School kids can't count in a country that claims to have invented zero


  • The overall facilities at India’s primary schools has improved overtime but children at government schools continue to witness alarmingly low levels in learning, says a report by the Annual Status of Education Report 2018
  • In 2018, one in every four children left grade eight without having basic reading skills.
  • The gender gap in enrollment, however, has improved in the past few years.
  • School kids who could do basic math has fallen to 28% in 2018 from 37% in 2008.
“Cow is giving kerosene, kids can't read at 17” are the lyrics from the famous 80s song “Touch of Grey” by the Grateful Dead. But these words seem apt in 2019 for India with its leaders busy selling the idea of cow urine as a cancer cure while the country’s school kids cannot even do basic maths.

A recent survey, the Annual Status of Education Report (ASER) 2018 by NGO Pratham,
threw out some basic maths and reading questions at Grade V primary students and the responses were alarming.

The number of class V students who were able to perform on basic maths has dropped dramatically to 28% from 37% a decade ago. Nearly 72% students in grade V had no clue about the concept of division in mathematics, and the vast majority could not even manage a simple division of a three-digit number. The situation was equally worrying for class III students as only a third knew how to subtract.

The struggle is not limited to just one subject. School kids in India are facing difficulties in reading as well. In 2018, one in every four children left grade eight without having basic reading skills. In 2008 most of the students (84.8%) studying in grade VIII were able to read grade II but the number has fallen to 72.8% in 2018.

This is despite extensive efforts by the government to improve facilities, and the country’s Right To Education Act, which makes access to education a fundamental right.

The survey studied 596 rural areas across 28 states in India and covered 350,000 households and 550,000 children

Shrinking gender gap a silver lining


India has long been a poster child for discrimination against women, but it appears that the situation at least at the primary school level may be improving slightly. The percentage of girls leaving school between the age of 11-14 has fallen to nearly 4% in 2018 from 10.3% in 2006 . In fact, girls between the ages of 15 and 18 are also staying at school.
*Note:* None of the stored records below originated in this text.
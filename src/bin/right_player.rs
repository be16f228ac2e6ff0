//! Right-side paddle client binary (spec §6 CLI surface). Grounded in
//! `original`'s `apps/right_player_start.py`, which wires a concrete
//! `PaddleController` subclass per process.

use anyhow::Context;
use clap::Parser;
use pong_master::client::policies;
use pong_master::client::PlayerClient;
use pong_master::config::Config;
use pong_master::proto::{PaddleType, PlayerIdentifier};

#[derive(Parser, Debug)]
#[command(name = "right_player", about = "Right-side Pong paddle client")]
struct Args {
    #[arg(long, default_value = "config.toml")]
    config: String,

    /// Overrides the configured paddle policy. One of: Stationary,
    /// AlwaysUp, AlwaysDown, FollowTheBall, EnhancedFollowTheBall.
    #[arg(long)]
    strategy: Option<String>,
}

#[tokio::main]
async fn main() -> anyhow::Result<()> {
    tracing_subscriber::fmt()
        .with_env_filter(tracing_subscriber::EnvFilter::from_default_env())
        .init();

    let args = Args::parse();
    let config = Config::load(&args.config).with_context(|| format!("loading {}", args.config))?;

    let strategy_name = args.strategy.unwrap_or_else(|| "Stationary".to_string());
    let policy = policies::by_name(&strategy_name, config.game_arena.arena_height as f64);

    let identifier = PlayerIdentifier {
        player_name: config.player.right_player_name.clone(),
        paddle_strategy_name: strategy_name,
        paddle_type: PaddleType::Right as i32,
    };

    let endpoint = format!("http://{}:{}", config.game_master_service.host, config.game_master_service.port);
    let client = PlayerClient::connect(endpoint, identifier, policy).await.context("connecting to game master")?;
    client.run().await.context("running right player client")?;
    Ok(())
}
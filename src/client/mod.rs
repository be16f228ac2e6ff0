//! Client controller: register, open the two RPC streams, run a paddle
//! policy against each incoming state, and submit actions (C9). Grounded
//! in `original`'s `player/controller.py`
//! (`PlayerController.start_playing`/`_process_game_state`).

pub mod policies;

use rand::thread_rng;
use tokio::sync::mpsc;
use tokio_stream::wrappers::ReceiverStream;
use tokio_stream::StreamExt;
use tonic::transport::Channel;
use tonic::Request;

use crate::proto::game_master_client::GameMasterClient;
use crate::proto::{PaddleAction, PlayerIdentifier};

use self::policies::PaddlePolicy;

/// Everything needed to start one client's registration-then-streaming
/// loop (spec §4.8).
pub struct PlayerClient {
    client: GameMasterClient<Channel>,
    identifier: PlayerIdentifier,
    policy: Box<dyn PaddlePolicy>,
}

impl PlayerClient {
    pub async fn connect(
        endpoint: String,
        identifier: PlayerIdentifier,
        policy: Box<dyn PaddlePolicy>,
    ) -> Result<Self, tonic::transport::Error> {
        let client = GameMasterClient::connect(endpoint).await?;
        Ok(PlayerClient { client, identifier, policy })
    }

    /// Registers, then drives the state-stream -> policy -> action-stream
    /// loop until the server emits a terminal state or the stream closes
    /// (spec §4.8 steps 2-5).
    pub async fn run(mut self) -> Result<(), tonic::Status> {
        self.client.register_player(Request::new(self.identifier.clone())).await?;
        tracing::info!(player = %self.identifier.player_name, "registered");

        let (action_tx, action_rx) = mpsc::channel::<PaddleAction>(8);
        let outbound = ReceiverStream::new(action_rx);
        let mut submit_handle =
            tokio::spawn({
                let mut client = self.client.clone();
                async move { client.submit_paddle_actions(Request::new(outbound)).await }
            });

        let mut state_stream = self
            .client
            .stream_game_state(Request::new(self.identifier.clone()))
            .await?
            .into_inner();

        let mut rng = thread_rng();
        while let Some(state) = state_stream.next().await {
            let state = state?;
            let terminal = state.winning_player.is_some();
            let directive = self.policy.decide(&state, self.identifier.paddle_type(), &mut rng);
            let action = PaddleAction {
                player_identifier: Some(self.identifier.clone()),
                paddle_directive: directive as i32,
            };
            if action_tx.send(action).await.is_err() || terminal {
                break;
            }
        }

        drop(action_tx);
        let _ = tokio::time::timeout(std::time::Duration::from_secs(2), &mut submit_handle).await;
        Ok(())
    }
}
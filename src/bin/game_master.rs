//! Server binary: loads configuration, starts the match loop thread, and
//! serves the `GameMaster` RPC surface until shutdown (spec §6 CLI
//! surface). Grounded in `original`'s `gameserver/pong_server.py`
//! (insecure port, thread pool sizing via config).

use std::sync::Arc;

use anyhow::Context;
use clap::Parser;
use pong_master::config::Config;
use pong_master::context::Context as AppContext;
use pong_master::match_loop;
use pong_master::proto::game_master_server::GameMasterServer;
use pong_master::rpc::GameMasterService;

#[derive(Parser, Debug)]
#[command(name = "game_master", about = "Authoritative Pong game master server")]
struct Args {
    /// Path to the TOML configuration file.
    #[arg(long, default_value = "config.toml")]
    config: String,
}

#[tokio::main]
async fn main() -> anyhow::Result<()> {
    tracing_subscriber::fmt()
        .with_env_filter(tracing_subscriber::EnvFilter::from_default_env())
        .init();

    let args = Args::parse();
    let config = Config::load(&args.config).with_context(|| format!("loading {}", args.config))?;
    let app_context = AppContext::new(config);

    let addr: std::net::SocketAddr = format!(
        "{}:{}",
        app_context.config.game_master_service.host, app_context.config.game_master_service.port
    )
    .parse()
    .context("parsing game_master_service host/port")?;

    let mut handle = match_loop::spawn(app_context.config.clone());
    let service = GameMasterService::new(&handle);

    tracing::info!(%addr, "starting game master server");

    let server = tonic::transport::Server::builder()
        .add_service(GameMasterServer::new(service))
        .serve_with_shutdown(addr, async {
            let _ = tokio::signal::ctrl_c().await;
            tracing::info!("received shutdown signal");
        });

    server.await.context("serving GameMaster")?;
    handle.shutdown();
    Ok(())
}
Gender gap in enrollment has also reportedly narrowed down. Presently, 4.1% girls between 11-14 age group drops the school after getting enrolled against 3.3% boys of same age. In 2008, nearly 7% girls left school in comparison to 5.5% boys.

Most of the state governments in India has been focusing on improving the facilities provided at government schools, especially provision of toilets, said the survey.